Stored dataset items:
=======

//! Task executor for the cooperative runtime
//!
//! Tasks are `!Send` futures polled on the runtime's thread. Wakers only push
//! task ids onto a shared ready queue, which is the one piece of state they
//! may touch from another thread.

use parking_lot::Mutex;
use std::cell::{Cell, RefCell};
use std::collections::{HashMap, VecDeque};
use std::future::Future;
use std::pin::Pin;
use std::rc::Rc;
use std::sync::Arc;
use std::task::{Context, Poll, Wake, Waker};

/// Unique task identifier
#[derive(Debug, Clone, Copy, PartialEq, Eq, Hash)]
pub struct TaskId(pub u64);

pub type LocalTask = Pin<Box<dyn Future<Output = ()>>>;
type ReadyQueue = Arc<Mutex<VecDeque<TaskId>>>;

/// Waker that requeues its task
struct TaskWaker {
    id: TaskId,
    ready: ReadyQueue,
}

impl Wake for TaskWaker {
    fn wake(self: Arc<Self>) {
        self.wake_by_ref();
    }

    fn wake_by_ref(self: &Arc<Self>) {
        self.ready.lock().push_back(self.id);
    }
}

/// Task executor
pub struct Executor {
    /// Pending tasks by ID
    tasks: RefCell<HashMap<TaskId, LocalTask>>,
    /// Ready queue
    ready: ReadyQueue,
    next_id: Cell<u64>,
}

impl Executor {
    /// Create a new executor
    pub fn new() -> Self {
        Self {
            tasks: RefCell::new(HashMap::new()),
            ready: Arc::new(Mutex::new(VecDeque::new())),
            next_id: Cell::new(1),
        }
    }

    /// Spawn a task; it is polled on the next call to `run_ready`
    pub fn spawn(&self, task: impl Future<Output = ()> + 'static) -> TaskId {
        let id = TaskId(self.next_id.get());
        self.next_id.set(id.0 + 1);
        self.tasks.borrow_mut().insert(id, Box::pin(task));
        self.ready.lock().push_back(id);
        id
    }

    /// Poll every task that was ready when the call started.
    /// Returns the number of tasks polled.
    pub fn run_ready(&self) -> usize {
        let batch: Vec<TaskId> = self.ready.lock().drain(..).collect();
        let mut polled = 0;

        for id in batch {
            // Taken out of the map while polled so the task may spawn
            let Some(mut task) = self.tasks.borrow_mut().remove(&id) else {
                // Duplicate wake of a task that already finished
                continue;
            };
            polled += 1;

            let waker = Waker::from(Arc::new(TaskWaker {
                id,
                ready: self.ready.clone(),
            }));
            let mut cx = Context::from_waker(&waker);

            if task.as_mut().poll(&mut cx).is_pending() {
                self.tasks.borrow_mut().insert(id, task);
            }
        }

        polled
    }

    /// Whether any task is queued to run
    pub fn has_ready(&self) -> bool {
        !self.ready.lock().is_empty()
    }

    /// Take every pending task out of the executor without running it.
    ///
    /// The tasks are returned rather than dropped here, so their destructors
    /// run after the task map is no longer borrowed.
    pub fn drain(&self) -> Vec<LocalTask> {
        self.ready.lock().clear();
        self.tasks.borrow_mut().drain().map(|(_, task)| task).collect()
    }

    /// Check if executor has any pending tasks
    pub fn is_empty(&self) -> bool {
        self.tasks.borrow().is_empty()
    }

    /// Number of pending tasks
    pub fn len(&self) -> usize {
        self.tasks.borrow().len()
    }
}

impl Default for Executor {
    fn default() -> Self {
        Self::new()
    }
}

// =============================================================================
// Join handles
// =============================================================================

struct JoinState<T> {
    output: Option<T>,
    finished: bool,
    waker: Option<Waker>,
}

/// Awaitable result of a spawned task. Dropping it detaches the task.
pub struct JoinHandle<T> {
    id: TaskId,
    state: Rc<RefCell<JoinState<T>>>,
}

impl<T> JoinHandle<T> {
    /// Task identifier
    pub fn id(&self) -> TaskId {
        self.id
    }

    /// Whether the task has produced its output
    pub fn is_finished(&self) -> bool {
        self.state.borrow().finished
    }
}

impl<T> Future for JoinHandle<T> {
    type Output = T;

    fn poll(self: Pin<&mut Self>, cx: &mut Context<'_>) -> Poll<T> {
        let mut state = self.state.borrow_mut();
        match state.output.take() {
            Some(output) => Poll::Ready(output),
            None => {
                state.waker = Some(cx.waker().clone());
                Poll::Pending
            }
        }
    }
}

/// Spawn a future whose output can be awaited through the returned handle
pub fn spawn_joinable<F>(executor: &Executor, future: F) -> JoinHandle<F::Output>
where
    F: Future + 'static,
    F::Output: 'static,
{
    let state = Rc::new(RefCell::new(JoinState {
        output: None,
        finished: false,
        waker: None,
    }));
    let task_state = state.clone();

    let id = executor.spawn(async move {
        let output = future.await;
        let waker = {
            let mut state = task_state.borrow_mut();
            state.output = Some(output);
            state.finished = true;
            state.waker.take()
        };
        if let Some(waker) = waker {
            waker.wake();
        }
    });

    JoinHandle { id, state }
}

#[cfg(test)]
mod tests {
    use super::*;

    #[test]
    fn test_spawn_and_run() {
        let executor = Executor::new();
        let counter = Rc::new(Cell::new(0));
        let task_counter = counter.clone();

        executor.spawn(async move {
            task_counter.set(task_counter.get() + 1);
        });

        assert_eq!(executor.run_ready(), 1);
        assert_eq!(counter.get(), 1);
        assert!(executor.is_empty());
    }

    #[test]
    fn test_join_handle_output() {
        let executor = Executor::new();
        let handle = spawn_joinable(&executor, async { 40 + 2 });
        assert!(!handle.is_finished());

        executor.run_ready();
        assert!(handle.is_finished());

        let waker = Waker::from(Arc::new(TaskWaker {
            id: TaskId(0),
            ready: Arc::new(Mutex::new(VecDeque::new())),
        }));
        let mut cx = Context::from_waker(&waker);
        let mut handle = Box::pin(handle);
        assert_eq!(handle.as_mut().poll(&mut cx), Poll::Ready(42));
    }

    #[test]
    fn test_drain_takes_pending_tasks() {
        let executor = Executor::new();
        let dropped = Rc::new(Cell::new(false));

        struct SetOnDrop(Rc<Cell<bool>>);
        impl Drop for SetOnDrop {
            fn drop(&mut self) {
                self.0.set(true);
            }
        }

        let guard = SetOnDrop(dropped.clone());
        executor.spawn(async move {
            let _guard = guard;
            std::future::pending::<()>().await;
        });
        executor.spawn(std::future::pending());
        executor.run_ready();
        assert_eq!(executor.len(), 2);

        let tasks = executor.drain();
        assert!(executor.is_empty());
        assert!(!executor.has_ready());
        assert!(!dropped.get());
        drop(tasks);
        assert!(dropped.get());
    }
}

=======

| WHAT YOU ARE ASKED TO DO |
Each line of the data above must be restated word for word.

| FINISHED EXERCISE |
//! Task executor for the cooperative runtime
//!
//! Tasks are `!Send` futures polled on the runtime's thread. Wakers only push
//! task ids onto a shared ready queue, which is the one piece of state they
//! may touch from another thread.

use parking_lot::Mutex;
use std::cell::{Cell, RefCell};
use std::collections::{HashMap, VecDeque};
use std::future::Future;
use std::pin::Pin;
use std::rc::Rc;
use std::sync::Arc;
use std::task::{Context, Poll, Wake, Waker};

/// Unique task identifier
#[derive(Debug, Clone, Copy, PartialEq, Eq, Hash)]
pub struct TaskId(pub u64);

pub type LocalTask = Pin<Box<dyn Future<Output = ()>>>;
type ReadyQueue = Arc<Mutex<VecDeque<TaskId>>>;

/// Waker that requeues its task
struct TaskWaker {
    id: TaskId,
    ready: ReadyQueue,
}

impl Wake for TaskWaker {
    fn wake(self: Arc<Self>) {
        self.wake_by_ref();
    }

    fn wake_by_ref(self: &Arc<Self>) {
        self.ready.lock().push_back(self.id);
    }
}

/// Task executor
pub struct Executor {
    /// Pending tasks by ID
    tasks: RefCell<HashMap<TaskId, LocalTask>>,
    /// Ready queue
    ready: ReadyQueue,
    next_id: Cell<u64>,
}

impl Executor {
    /// Create a new executor
    pub fn new() -> Self {
        Self {
            tasks: RefCell::new(HashMap::new()),
            ready: Arc::new(Mutex::new(VecDeque::new())),
            next_id: Cell::new(1),
        }
    }

    /// Spawn a task; it is polled on the next call to `run_ready`
    pub fn spawn(&self, task: impl Future<Output = ()> + 'static) -> TaskId {
        let id = TaskId(self.next_id.get());
        self.next_id.set(id.0 + 1);
        self.tasks.borrow_mut().insert(id, Box::pin(task));
        self.ready.lock().push_back(id);
        id
    }

    /// Poll every task that was ready when the call started.
    /// Returns the number of tasks polled.
    pub fn run_ready(&self) -> usize {
        let batch: Vec<TaskId> = self.ready.lock().drain(..).collect();
        let mut polled = 0;

        for id in batch {
            // Taken out of the map while polled so the task may spawn
            let Some(mut task) = self.tasks.borrow_mut().remove(&id) else {
                // Duplicate wake of a task that already finished
                continue;
            };
            polled += 1;

            let waker = Waker::from(Arc::new(TaskWaker {
                id,
                ready: self.ready.clone(),
            }));
            let mut cx = Context::from_waker(&waker);

            if task.as_mut().poll(&mut cx).is_pending() {
                self.tasks.borrow_mut().insert(id, task);
            }
        }

        polled
    }

    /// Whether any task is queued to run
    pub fn has_ready(&self) -> bool {
        !self.ready.lock().is_empty()
    }

    /// Take every pending task out of the executor without running it.
    ///
    /// The tasks are returned rather than dropped here, so their destructors
    /// run after the task map is no longer borrowed.
    pub fn drain(&self) -> Vec<LocalTask> {
        self.ready.lock().clear();
        self.tasks.borrow_mut().drain().map(|(_, task)| task).collect()
    }

    /// Check if executor has any pending tasks
    pub fn is_empty(&self) -> bool {
        self.tasks.borrow().is_empty()
    }

    /// Number of pending tasks
    pub fn len(&self) -> usize {
        self.tasks.borrow().len()
    }
}

impl Default for Executor {
    fn default() -> Self {
        Self::new()
    }
}

// =============================================================================
// Join handles
// =============================================================================

struct JoinState<T> {
    output: Option<T>,
    finished: bool,
    waker: Option<Waker>,
}

/// Awaitable result of a spawned task. Dropping it detaches the task.
pub struct JoinHandle<T> {
    id: TaskId,
    state: Rc<RefCell<JoinState<T>>>,
}

impl<T> JoinHandle<T> {
    /// Task identifier
    pub fn id(&self) -> TaskId {
        self.id
    }

    /// Whether the task has produced its output
    pub fn is_finished(&self) -> bool {
        self.state.borrow().finished
    }
}

impl<T> Future for JoinHandle<T> {
    type Output = T;

    fn poll(self: Pin<&mut Self>, cx: &mut Context<'_>) -> Poll<T> {
        let mut state = self.state.borrow_mut();
        match state.output.take() {
            Some(output) => Poll::Ready(output),
            None => {
                state.waker = Some(cx.waker().clone());
                Poll::Pending
            }
        }
    }
}

/// Spawn a future whose output can be awaited through the returned handle
pub fn spawn_joinable<F>(executor: &Executor, future: F) -> JoinHandle<F::Output>
where
    F: Future + 'static,
    F::Output: 'static,
{
    let state = Rc::new(RefCell::new(JoinState {
        output: None,
        finished: false,
        waker: None,
    }));
    let task_state = state.clone();

    let id = executor.spawn(async move {
        let output = future.await;
        let waker = {
            let mut state = task_state.borrow_mut();
            state.output = Some(output);
            state.finished = true;
            state.waker.take()
        };
        if let Some(waker) = waker {
            waker.wake();
        }
    });

    JoinHandle { id, state }
}

#[cfg(test)]
mod tests {
    use super::*;

    #[test]
    fn test_spawn_and_run() {
        let executor = Executor::new();
        let counter = Rc::new(Cell::new(0));
        let task_counter = counter.clone();

        executor.spawn(async move {
            task_counter.set(task_counter.get() + 1);
        });

        assert_eq!(executor.run_ready(), 1);
        assert_eq!(counter.get(), 1);
        assert!(executor.is_empty());
    }

    #[test]
    fn test_join_handle_output() {
        let executor = Executor::new();
        let handle = spawn_joinable(&executor, async { 40 + 2 });
        assert!(!handle.is_finished());

        executor.run_ready();
        assert!(handle.is_finished());

        let waker = Waker::from(Arc::new(TaskWaker {
            id: TaskId(0),
            ready: Arc::new(Mutex::new(VecDeque::new())),
        }));
        let mut cx = Context::from_waker(&waker);
        let mut handle = Box::pin(handle);
        assert_eq!(handle.as_mut().poll(&mut cx), Poll::Ready(42));
    }

    #[test]
    fn test_drain_takes_pending_tasks() {
        let executor = Executor::new();
        let dropped = Rc::new(Cell::new(false));

        struct SetOnDrop(Rc<Cell<bool>>);
        impl Drop for SetOnDrop {
            fn drop(&mut self) {
                self.0.set(true);
            }
        }

        let guard = SetOnDrop(dropped.clone());
        executor.spawn(async move {
            let _guard = guard;
            std::future::pending::<()>().await;
        });
        executor.spawn(std::future::pending());
        executor.run_ready();
        assert_eq!(executor.len(), 2);

        let tasks = executor.drain();
        assert!(executor.is_empty());
        assert!(!executor.has_ready());
        assert!(!dropped.get());
        drop(tasks);
        assert!(dropped.get());
    }
}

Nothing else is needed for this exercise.